Where are you on the Power Learning Curve?

We’re celebrating an anniversary this month – 10 years since our first SRM training system arrived from the factory. As if you didn’t know it already this particular sample of German engineering has given us years of gold standard accuracy and unwavering reliability, much like most SRMs we’re aware of. We've learned an awful lot about power since the turn of the century, and the purpose of this post is to share our thoughts on the learning curve that comes with integrating power into your cycling. The accompanying graphic is an extract from a presentation we give on the subject - drop us a line if you'd like to host one.

Basics - A better heart rate monitor

The first justification for training with power is often “a more real time measure of intensity”. Power output doesn’t lag heart rate response, so it’s far superior for the monitoring of effort (the basics of pacing) and the execution of intervals. It’s also a measure of output that is not subject to external factors, so training by reference to power zones is frequently more accurate. Given such an objective measure of output it becomes clear that power is a great tool for comparing rider’s abilities and “power profiling” is the term for that. Together these are the immediate benefits of using power.

Paradigms - Descriptive analytics

The richness of power data has facilitated a number of new analytical techniques or metrics which expand on the idea of profiling rider’s ability and help to diagnose where improvements can be made. The Critical Power curve is an essential tool for expressing and explaining how a rider’s ability to deliver power decays as duration of effort increases. Simply looking at where a rider pushed his limits on this curve is a useful way of diagnosing racing performances or failures.

Several tools were developed in quick succession by Dr Andrew Coggan of the Peaks Coaching Group. Quadrant Analysis represents a way to uncover the neuromuscular demands of different types of event, pairing power and cadence data, and to improve training specificity. Training Stress Score (TSS) is a power enabled metric of training load, adjusted for intensity. Training Stress Balance (TSB) compares short term and long term TSS as a method to predict a rider’s form assuming Form = Fitness + Freshness = Chronic Training Load (long term TSS) minus Acute Training Load (short term TSS).

Finally in the area of descriptive analytics power data, used carefully and appropriately, can allow us to estimate and iteratively improve a rider’s aerodynamic drag. These are all retrospective techniques relying on the study of past ride data.

Performance modelling – Predictive analytics

The greatest opportunities in the use of power data are now in the area of forward looking, predictive analytics. This is the area CPL has been working to develop and the principle here is - “How can we use holistic performance modelling, enabled by power data, to deliver intelligence that will make riders faster, or just more successful?”

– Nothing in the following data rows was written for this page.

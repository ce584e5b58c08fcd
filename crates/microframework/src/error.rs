//! Error types for the request supervisor
//!
//! Every failure the supervisor can observe is one of these variants. None of
//! them is ever shown to the client: they are logged, then degraded to the
//! fixed fallback response.

use std::io;
use thiserror::Error;

/// Failure raised while supervising one invocation
#[derive(Error, Debug)]
pub enum FrameworkError {
    /// A factory produced a value of the wrong type
    #[error("Factory for {expected} incorrectly returned {actual}")]
    FactoryTypeMismatch {
        expected: &'static str,
        actual: &'static str,
    },

    /// A factory failed before producing anything
    #[error("Factory for {expected} failed: {cause}")]
    FactoryFailed {
        expected: &'static str,
        cause: anyhow::Error,
    },

    /// Stray output, unbalanced capture scopes or headers committed too early
    #[error("{0}")]
    OutputIntegrityViolation(String),

    /// The response cannot be expressed as an unambiguous header block
    #[error("{0}")]
    HeaderRenderingViolation(String),

    /// The application failed (returned error, reported diagnostic or panic)
    #[error("{0}")]
    HandlerFailure(anyhow::Error),

    /// The inbound request could not be read
    #[error("Request unavailable: {0}")]
    RequestUnavailable(String),

    /// The transport refused bytes
    #[error("Transport error: {0}")]
    Transport(#[from] io::Error),

    /// The completion entry could not be written
    #[error("Request logging failed: {0}")]
    RequestLoggingFailure(String),
}

impl FrameworkError {
    pub fn output_integrity(msg: impl Into<String>) -> Self {
        FrameworkError::OutputIntegrityViolation(msg.into())
    }

    pub fn header_rendering(msg: impl Into<String>) -> Self {
        FrameworkError::HeaderRenderingViolation(msg.into())
    }

    /// Stable snake_case label, used in reports and tracing fields
    pub fn as_label(&self) -> &'static str {
        match self {
            FrameworkError::FactoryTypeMismatch { .. } => "factory_type_mismatch",
            FrameworkError::FactoryFailed { .. } => "factory_failed",
            FrameworkError::OutputIntegrityViolation(_) => "output_integrity_violation",
            FrameworkError::HeaderRenderingViolation(_) => "header_rendering_violation",
            FrameworkError::HandlerFailure(_) => "handler_failure",
            FrameworkError::RequestUnavailable(_) => "request_unavailable",
            FrameworkError::Transport(_) => "transport",
            FrameworkError::RequestLoggingFailure(_) => "request_logging_failure",
        }
    }

    /// Failure class name, as shown in the uncaught-failure log entry
    pub fn kind(&self) -> &'static str {
        match self {
            FrameworkError::FactoryTypeMismatch { .. } => "FactoryTypeMismatch",
            FrameworkError::FactoryFailed { .. } => "FactoryFailed",
            FrameworkError::OutputIntegrityViolation(_) => "OutputIntegrityViolation",
            FrameworkError::HeaderRenderingViolation(_) => "HeaderRenderingViolation",
            FrameworkError::HandlerFailure(_) => "HandlerFailure",
            FrameworkError::RequestUnavailable(_) => "RequestUnavailable",
            FrameworkError::Transport(_) => "TransportError",
            FrameworkError::RequestLoggingFailure(_) => "RequestLoggingFailure",
        }
    }

    /// Causes below this error, outermost first
    pub fn causes(&self) -> Vec<String> {
        let inner = match self {
            FrameworkError::FactoryFailed { cause, .. } => cause,
            FrameworkError::HandlerFailure(cause) => cause,
            _ => return Vec::new(),
        };
        inner.chain().skip(1).map(ToString::to_string).collect()
    }
}

/// Result type alias for supervisor operations
pub type Result<T> = std::result::Result<T, FrameworkError>;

The first benefit of Performance Modelling is the ability to set real goals. When you can convert power output into a projected time on course, or a target time on course into a required power output then, aside from the motivational benefits, there are real possibilities to intelligently choose, prepare for, and target events. A simple extension of this is scenario analysis – how much faster or slower are certain conditions or rider attributes and can these be targeted?

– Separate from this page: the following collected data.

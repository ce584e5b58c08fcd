//! Collaborators supplied by the embedding application.

use microframework_logging::Logger;
use std::sync::Arc;

use crate::clock::HrTime;
use crate::factory::Factory;
use crate::output::OutputBuffer;
use crate::policy::ErrorPolicy;
use crate::request::ServerRequest;
use crate::response::Response;

/// Supplies the logger for one invocation and the matching request logger.
pub trait LoggerProvider: Send + Sync {
    /// Must not fail under normal operation: if it does, nothing about this
    /// invocation can be logged except the failure itself.
    fn get_logger(&self) -> anyhow::Result<Arc<dyn Logger>>;

    fn get_request_logger(&self) -> Box<dyn RequestLogger>;
}

/// Writes the single completion entry of an invocation.
pub trait RequestLogger: Send {
    /// Must never panic or write output; failures are reported through `logger`.
    fn log_request(&self, logger: &dyn Logger, start_mark: HrTime, status: u16);
}

/// Application code: turns a request into a response.
pub trait RequestHandler: Send {
    fn handle(&self, request: ServerRequest) -> anyhow::Result<Response>;
}

impl<F> RequestHandler for F
where
    F: Fn(ServerRequest) -> anyhow::Result<Response> + Send,
{
    fn handle(&self, request: ServerRequest) -> anyhow::Result<Response> {
        self(request)
    }
}

/// Immutable facts about one invocation.
#[derive(Debug, Clone, PartialEq)]
pub struct ExecutionContext {
    pub start_mark: HrTime,
    pub default_timezone: String,
    pub default_locale: String,
}

/// What a handler factory receives.
#[derive(Clone)]
pub struct HandlerContext {
    pub logger: Arc<dyn Logger>,
    /// Where the handler's printed output goes
    pub output: OutputBuffer,
    /// For reporting diagnostics that may fail the request
    pub errors: ErrorPolicy,
    pub execution: ExecutionContext,
}

impl std::fmt::Debug for HandlerContext {
    fn fmt(&self, f: &mut std::fmt::Formatter<'_>) -> std::fmt::Result {
        f.debug_struct("HandlerContext")
            .field("logger", &self.logger.kind())
            .field("output", &self.output)
            .field("errors", &self.errors)
            .field("execution", &self.execution)
            .finish()
    }
}

impl Factory {
    /// Factory for a logger provider built on demand.
    pub fn logger_provider<P, F>(make: F) -> Self
    where
        P: LoggerProvider + 'static,
        F: FnOnce() -> anyhow::Result<P> + Send + 'static,
    {
        Factory::typed(move |()| Ok(Arc::new(make()?) as Arc<dyn LoggerProvider>))
    }

    /// Factory for the inbound request.
    pub fn request<F>(make: F) -> Self
    where
        F: FnOnce() -> anyhow::Result<ServerRequest> + Send + 'static,
    {
        Factory::typed(move |()| make())
    }
}

impl Factory<HandlerContext> {
    /// Factory for a handler, given the context of the invocation.
    pub fn handler<H, F>(make: F) -> Self
    where
        H: RequestHandler + 'static,
        F: FnOnce(HandlerContext) -> anyhow::Result<H> + Send + 'static,
    {
        Factory::typed(move |ctx: HandlerContext| Ok(Box::new(make(ctx)?) as Box<dyn RequestHandler>))
    }
}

Performance modelling, with good data, enables Equipment Optimisation. Read “free speed” (at least in terms of effort). Another route to free speed is Optimal Pacing Strategy. The fastest way to the finish line is rarely a constant power output - but it takes some serious analytics and computing power to identify the optimal strategy for a given rider. We do that.

Some cutting edge applications of performance modelling are energy budgeting and management of Anaerobic Work Capacity – the latter inspired by Dr Phil Skiba at Physfarm Training Systems.

Wherever you are on the power learning curve, or wherever your clients are, there is always more to learn. Investing in a power meter is really only the beginning. Riding a bike – fast – is no longer just a physical challenge and the more you learn, the more achievable speed is out there.